How to complete this task: Show all lines from the data that include the word "BTreeMap".

Collected data entries

Start of Block

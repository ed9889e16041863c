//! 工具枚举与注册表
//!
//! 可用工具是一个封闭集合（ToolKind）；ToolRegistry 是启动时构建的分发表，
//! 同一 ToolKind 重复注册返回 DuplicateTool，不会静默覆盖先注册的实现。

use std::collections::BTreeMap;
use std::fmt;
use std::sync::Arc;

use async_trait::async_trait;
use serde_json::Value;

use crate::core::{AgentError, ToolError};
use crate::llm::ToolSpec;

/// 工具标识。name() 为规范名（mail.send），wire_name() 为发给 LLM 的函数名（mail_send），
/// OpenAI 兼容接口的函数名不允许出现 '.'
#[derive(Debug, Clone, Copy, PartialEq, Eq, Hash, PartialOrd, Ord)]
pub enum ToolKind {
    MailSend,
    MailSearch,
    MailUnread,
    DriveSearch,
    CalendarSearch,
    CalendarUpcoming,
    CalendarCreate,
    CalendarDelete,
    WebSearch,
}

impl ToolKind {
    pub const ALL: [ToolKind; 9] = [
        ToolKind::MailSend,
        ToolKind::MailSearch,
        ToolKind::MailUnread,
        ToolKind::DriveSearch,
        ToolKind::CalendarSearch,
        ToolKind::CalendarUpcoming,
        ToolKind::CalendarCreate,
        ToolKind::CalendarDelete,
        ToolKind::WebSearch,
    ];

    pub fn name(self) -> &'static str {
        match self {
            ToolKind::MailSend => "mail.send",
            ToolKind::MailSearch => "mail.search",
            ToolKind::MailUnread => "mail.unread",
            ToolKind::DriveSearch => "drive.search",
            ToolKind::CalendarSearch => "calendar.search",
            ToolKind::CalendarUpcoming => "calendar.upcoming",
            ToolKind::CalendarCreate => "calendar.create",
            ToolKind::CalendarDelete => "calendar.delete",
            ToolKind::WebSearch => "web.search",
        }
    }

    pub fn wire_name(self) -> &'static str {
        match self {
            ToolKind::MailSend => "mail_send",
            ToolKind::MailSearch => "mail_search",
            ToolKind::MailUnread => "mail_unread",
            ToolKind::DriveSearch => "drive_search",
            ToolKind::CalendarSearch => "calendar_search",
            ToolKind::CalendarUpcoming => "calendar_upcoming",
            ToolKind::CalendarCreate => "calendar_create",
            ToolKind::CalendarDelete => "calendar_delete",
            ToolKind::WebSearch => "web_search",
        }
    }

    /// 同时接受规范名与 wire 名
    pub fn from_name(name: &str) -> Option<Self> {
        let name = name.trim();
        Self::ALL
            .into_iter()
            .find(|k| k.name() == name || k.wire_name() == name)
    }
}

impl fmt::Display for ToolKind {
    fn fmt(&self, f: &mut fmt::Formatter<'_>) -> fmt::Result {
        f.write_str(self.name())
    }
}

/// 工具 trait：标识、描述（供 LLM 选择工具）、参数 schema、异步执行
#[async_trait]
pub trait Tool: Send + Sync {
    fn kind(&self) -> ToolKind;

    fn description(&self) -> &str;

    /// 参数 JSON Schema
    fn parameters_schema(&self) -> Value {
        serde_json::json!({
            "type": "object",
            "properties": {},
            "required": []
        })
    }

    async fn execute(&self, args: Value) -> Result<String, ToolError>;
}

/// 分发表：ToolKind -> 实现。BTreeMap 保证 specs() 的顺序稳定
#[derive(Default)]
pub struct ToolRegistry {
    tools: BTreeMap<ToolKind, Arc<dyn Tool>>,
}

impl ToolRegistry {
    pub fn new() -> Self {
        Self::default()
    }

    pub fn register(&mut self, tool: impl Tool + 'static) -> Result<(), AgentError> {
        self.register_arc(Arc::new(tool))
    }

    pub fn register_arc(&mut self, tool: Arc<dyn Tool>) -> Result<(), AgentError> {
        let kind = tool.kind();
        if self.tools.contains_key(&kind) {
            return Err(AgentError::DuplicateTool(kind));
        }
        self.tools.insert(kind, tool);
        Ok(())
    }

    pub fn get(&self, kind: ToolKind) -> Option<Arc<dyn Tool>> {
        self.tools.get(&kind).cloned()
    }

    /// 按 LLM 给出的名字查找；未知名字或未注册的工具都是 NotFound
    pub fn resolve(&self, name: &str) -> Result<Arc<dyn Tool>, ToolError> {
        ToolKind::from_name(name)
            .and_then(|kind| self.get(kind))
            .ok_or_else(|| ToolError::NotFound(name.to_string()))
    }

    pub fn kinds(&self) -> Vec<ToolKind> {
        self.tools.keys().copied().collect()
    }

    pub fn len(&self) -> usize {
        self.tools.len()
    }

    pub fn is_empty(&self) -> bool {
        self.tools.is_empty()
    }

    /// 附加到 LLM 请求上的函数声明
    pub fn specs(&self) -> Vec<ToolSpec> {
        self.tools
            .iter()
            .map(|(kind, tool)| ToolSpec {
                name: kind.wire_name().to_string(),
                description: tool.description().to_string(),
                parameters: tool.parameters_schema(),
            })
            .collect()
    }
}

End of Block
Start of Block

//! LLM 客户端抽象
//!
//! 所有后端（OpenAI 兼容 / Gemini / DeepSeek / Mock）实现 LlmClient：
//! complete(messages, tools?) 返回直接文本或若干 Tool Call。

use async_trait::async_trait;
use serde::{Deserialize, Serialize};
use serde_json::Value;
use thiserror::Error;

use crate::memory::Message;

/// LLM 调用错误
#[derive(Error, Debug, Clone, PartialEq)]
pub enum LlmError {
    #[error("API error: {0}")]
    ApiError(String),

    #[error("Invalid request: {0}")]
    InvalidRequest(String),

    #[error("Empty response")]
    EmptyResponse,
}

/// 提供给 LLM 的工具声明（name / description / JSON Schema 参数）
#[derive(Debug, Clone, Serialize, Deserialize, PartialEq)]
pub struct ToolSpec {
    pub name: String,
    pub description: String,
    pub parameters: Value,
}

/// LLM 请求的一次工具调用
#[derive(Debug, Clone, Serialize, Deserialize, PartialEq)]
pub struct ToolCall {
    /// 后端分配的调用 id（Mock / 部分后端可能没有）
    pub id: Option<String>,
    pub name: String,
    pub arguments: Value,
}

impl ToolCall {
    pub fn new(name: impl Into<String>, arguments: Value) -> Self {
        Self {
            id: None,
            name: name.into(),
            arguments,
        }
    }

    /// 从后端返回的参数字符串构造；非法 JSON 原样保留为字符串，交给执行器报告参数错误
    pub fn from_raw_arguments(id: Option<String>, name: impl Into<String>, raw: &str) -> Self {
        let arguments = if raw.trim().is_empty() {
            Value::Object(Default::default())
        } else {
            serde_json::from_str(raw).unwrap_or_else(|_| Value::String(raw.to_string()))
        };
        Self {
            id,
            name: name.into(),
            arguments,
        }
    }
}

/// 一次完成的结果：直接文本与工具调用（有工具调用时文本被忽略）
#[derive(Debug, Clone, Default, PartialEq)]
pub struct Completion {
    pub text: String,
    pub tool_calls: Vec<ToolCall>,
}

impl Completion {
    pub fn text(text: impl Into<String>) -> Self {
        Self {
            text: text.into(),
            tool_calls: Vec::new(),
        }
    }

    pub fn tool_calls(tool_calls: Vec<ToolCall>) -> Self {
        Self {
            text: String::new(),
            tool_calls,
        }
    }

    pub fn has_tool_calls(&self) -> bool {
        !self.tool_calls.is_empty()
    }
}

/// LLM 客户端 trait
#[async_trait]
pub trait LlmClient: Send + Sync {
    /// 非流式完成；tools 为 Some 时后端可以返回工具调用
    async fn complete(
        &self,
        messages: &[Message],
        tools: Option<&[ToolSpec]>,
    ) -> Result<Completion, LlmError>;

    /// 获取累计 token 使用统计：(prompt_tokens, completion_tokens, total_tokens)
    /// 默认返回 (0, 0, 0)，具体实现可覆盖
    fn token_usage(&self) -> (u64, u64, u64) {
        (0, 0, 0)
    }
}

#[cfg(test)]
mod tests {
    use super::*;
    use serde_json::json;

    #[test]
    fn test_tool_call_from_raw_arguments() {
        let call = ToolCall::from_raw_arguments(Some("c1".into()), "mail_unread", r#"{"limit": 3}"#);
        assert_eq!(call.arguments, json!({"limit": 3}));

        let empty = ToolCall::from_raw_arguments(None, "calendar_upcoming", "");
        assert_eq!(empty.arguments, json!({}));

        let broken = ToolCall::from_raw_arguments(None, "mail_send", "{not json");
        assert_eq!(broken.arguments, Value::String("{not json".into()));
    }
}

End of Block

Reply:
use std::collections::BTreeMap;
/// 分发表：ToolKind -> 实现。BTreeMap 保证 specs() 的顺序稳定
    tools: BTreeMap<ToolKind, Arc<dyn Tool>>,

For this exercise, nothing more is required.